It can be tough to know if tooth extractions are necessary. How can you determine if you need a tooth removed and whose advice should you seek out? Understanding the answers to these questions can put your mind at ease and ensure you are taking the best course of action.


The most common reason a tooth requires removal is if it’s too decayed for a dentist to repair. Cavities, in particular, can lead to damage beyond repair. The early symptoms often include pain, discomfort, and sensitivity to temperature. The longer you prolong the treatment of a cavity, the worse the symptoms can get. Longer-term symptoms include acute pain, unsightly stains, bad breath and an increased risk of infection. Eventually, when bacteria spreads to the tooth’s pulp, a cavity becomes untreatable.


A loose or broken tooth is another frequent issue. Trauma during high-impact sports or eating hard foods could damage your teeth. Minor chips and fractures include craze lines and fractured cusps. These are both surface-level damages to a tooth. Dentists can treat these by reattaching the broken piece or using tooth-colored filling. If the crack exposes the tooth’s pulp, irritation can develop to the point where the pulp cannot heal itself. This type of irritation typically occurs with split teeth and vertical root fractures. These are cracks that affect the root of the tooth. An irritated pulp often develops into an infection if left untreated for too long.

Periodontal disease can also cause a loose tooth. When you leave a cavity untreated, sooner or later the gums become infected, which is called Gingivitis. Early warning signs include swollen gums or gums that bleed when you brush your teeth. Periodontal disease occurs if the infection spreads to the supporting tissue. Inflamed tissues and destroyed periodontal ligaments can fail to hold the tooth securely in place. Often, removing the tooth is the only way to prevent further complications.


Another common problem that requires extraction of a tooth is if it’s in the way of your other teeth. Occasionally, baby teeth don’t fall out to make room for your permanent teeth to come in. In early adulthood, wisdom teeth can have issues growing in normally as well. Sometimes an orthodontist may recommend a tooth extraction before braces are applied. Otherwise, your teeth could be too big for your mouth when properly aligned. In each of these cases, tooth extractions will help to avoid the discomfort associated with crowded teeth. If teeth do become crowded, you run the risk of an impacted tooth, which means the tooth lodges itself into the jaw or bone. Hence, an impacted tooth is a surefire way to irritate the gums.
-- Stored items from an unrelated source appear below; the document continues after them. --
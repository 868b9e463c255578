use async_trait::async_trait;
use serde_json::Value;
use sqlx::SqlitePool;
use std::path::Path;

use super::init_db;
use crate::models::RecordId;
use crate::store::{
    validate_partial, validate_query, Document, DocumentStore, Fields, StoreError,
};

/// Document store persisted in a single SQLite table.
///
/// Fields are kept as JSON text; queries go through SQLite's JSON1
/// functions. `seq` preserves insertion order.
#[derive(Debug, Clone)]
pub struct SqliteDocumentStore {
    pool: SqlitePool,
}

// Row type for database queries
#[derive(sqlx::FromRow)]
struct DocumentRow {
    id: String,
    fields: String,
}

impl DocumentRow {
    fn into_document(self) -> Result<Document, StoreError> {
        let fields: Fields = serde_json::from_str(&self.fields)?;
        Ok(Document::new(RecordId::from(self.id), fields))
    }
}

impl SqliteDocumentStore {
    pub fn new(pool: SqlitePool) -> Self {
        Self { pool }
    }

    /// Opens (creating if needed) the database at `path`.
    pub async fn open(path: &Path) -> Result<Self, StoreError> {
        Ok(Self::new(init_db(path).await?))
    }
}

#[async_trait]
impl DocumentStore for SqliteDocumentStore {
    async fn list_all(&self, collection: &str) -> Result<Vec<Document>, StoreError> {
        tracing::debug!("Listing documents in '{}'", collection);
        let rows: Vec<DocumentRow> =
            sqlx::query_as("SELECT id, fields FROM documents WHERE collection = ? ORDER BY seq")
                .bind(collection)
                .fetch_all(&self.pool)
                .await?;

        rows.into_iter().map(DocumentRow::into_document).collect()
    }

    async fn insert(&self, collection: &str, fields: Fields) -> Result<RecordId, StoreError> {
        let id = RecordId::generate();
        let json = serde_json::to_string(&fields)?;
        tracing::debug!("Inserting {} into '{}'", id, collection);

        sqlx::query("INSERT INTO documents (collection, id, fields) VALUES (?, ?, ?)")
            .bind(collection)
            .bind(id.as_str())
            .bind(&json)
            .execute(&self.pool)
            .await?;

        Ok(id)
    }

    async fn find_by_field(
        &self,
        collection: &str,
        field: &str,
        value: &Value,
    ) -> Result<Vec<Document>, StoreError> {
        validate_query(field, value)?;
        let path = format!("$.{}", field);
        tracing::debug!("Querying '{}' where {} = {}", collection, field, value);

        // json_extract turns JSON true into 1, so the JSON type is compared too
        let query = sqlx::query_as::<_, DocumentRow>(
            r#"
            SELECT id, fields FROM documents
            WHERE collection = ?
              AND json_type(fields, ?) = ?
              AND json_extract(fields, ?) = ?
            ORDER BY seq
            "#,
        )
        .bind(collection)
        .bind(path.clone());

        let query = match value {
            Value::String(s) => query.bind("text").bind(path).bind(s.clone()),
            Value::Bool(b) => query
                .bind(if *b { "true" } else { "false" })
                .bind(path)
                .bind(i64::from(*b)),
            Value::Number(n) => match (n.as_i64(), n.as_f64()) {
                (Some(i), _) => query.bind("integer").bind(path).bind(i),
                (None, Some(f)) => query.bind("real").bind(path).bind(f),
                (None, None) => {
                    return Err(StoreError::InvalidQuery(format!(
                        "unsupported number {}",
                        n
                    )))
                }
            },
            other => {
                return Err(StoreError::InvalidQuery(format!(
                    "cannot match field '{}' against {}",
                    field, other
                )))
            }
        };

        let rows = query.fetch_all(&self.pool).await?;
        rows.into_iter().map(DocumentRow::into_document).collect()
    }

    async fn update_by_id(
        &self,
        collection: &str,
        id: &RecordId,
        partial: Fields,
    ) -> Result<(), StoreError> {
        validate_partial(&partial)?;
        tracing::debug!("Updating {} in '{}' ({} field(s))", id, collection, partial.len());

        // One json_set path/value pair per key; json() keeps null as a value
        let fields_expr = if partial.is_empty() {
            "fields".to_string()
        } else {
            format!("json_set(fields{})", ", ?, json(?)".repeat(partial.len()))
        };
        let sql = format!(
            "UPDATE documents SET fields = {} WHERE collection = ? AND id = ?",
            fields_expr
        );

        let mut query = sqlx::query(&sql);
        for (key, value) in &partial {
            query = query
                .bind(format!("$.{}", key))
                .bind(serde_json::to_string(value)?);
        }

        let result = query
            .bind(collection)
            .bind(id.as_str())
            .execute(&self.pool)
            .await?;

        if result.rows_affected() == 0 {
            return Err(StoreError::not_found(collection, id));
        }
        Ok(())
    }

    async fn delete_by_id(&self, collection: &str, id: &RecordId) -> Result<(), StoreError> {
        tracing::debug!("Deleting {} from '{}'", id, collection);
        let result = sqlx::query("DELETE FROM documents WHERE collection = ? AND id = ?")
            .bind(collection)
            .bind(id.as_str())
            .execute(&self.pool)
            .await?;

        if result.rows_affected() == 0 {
            return Err(StoreError::not_found(collection, id));
        }
        Ok(())
    }
}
A weakened immune system could also cause issues requiring tooth extractions. Drugs related to organ transplants or chemotherapy for cancer patients often lowers the ability of the immune system to fight infections. There is a higher chance of a tooth becoming infected and spreading to the rest of your teeth with a weakened immune system. In some cases, the infection could even enter your bloodstream and lead to more serious, life-threatening issues. Periodontal disease is particularly concerning because it’s linked to heart disease, stroke, diabetes, and respiratory disease. As a result, dentists strongly recommend tooth extractions as a precaution. Thus, it is important to understand that oral infections can cause systemic issues within your body in the long-term.

Who Should You See for Tooth Extractions?

If you are experiencing any of the previous symptoms, it’s a good idea to visit a dentist first. First, most dentists will take an X-ray to get a better understanding of the problem area. Then they will develop a treatment plan. In many cases, the dentist will treat it by using a crown or filling. The dentist may be able to perform tooth extractions right in the office for situations that are untreatable. If the dentist is unable to treat the tooth, they may refer you to an oral surgeon. Oral surgeons can handle more complex tooth extractions. These situations include impacted teeth or wisdom teeth with fully developed roots that require cutting through tissue and bone. Take a look here to get a better idea of why an oral surgeon could be necessary.

In the end, if you have any pain or discomfort there is a chance you will need to have a tooth extracted. It is best to consult a dentist first to see if they can save your natural tooth. If not, they may have the ability to remove your tooth with minimal surgical involvement. An oral surgeon is only necessary for more intensive tooth extractions. Often, dentists and oral surgeons choose to extract a tooth to prevent issues in the future. The last thing you want to do is leave a tooth untreated and have further health problems down the line.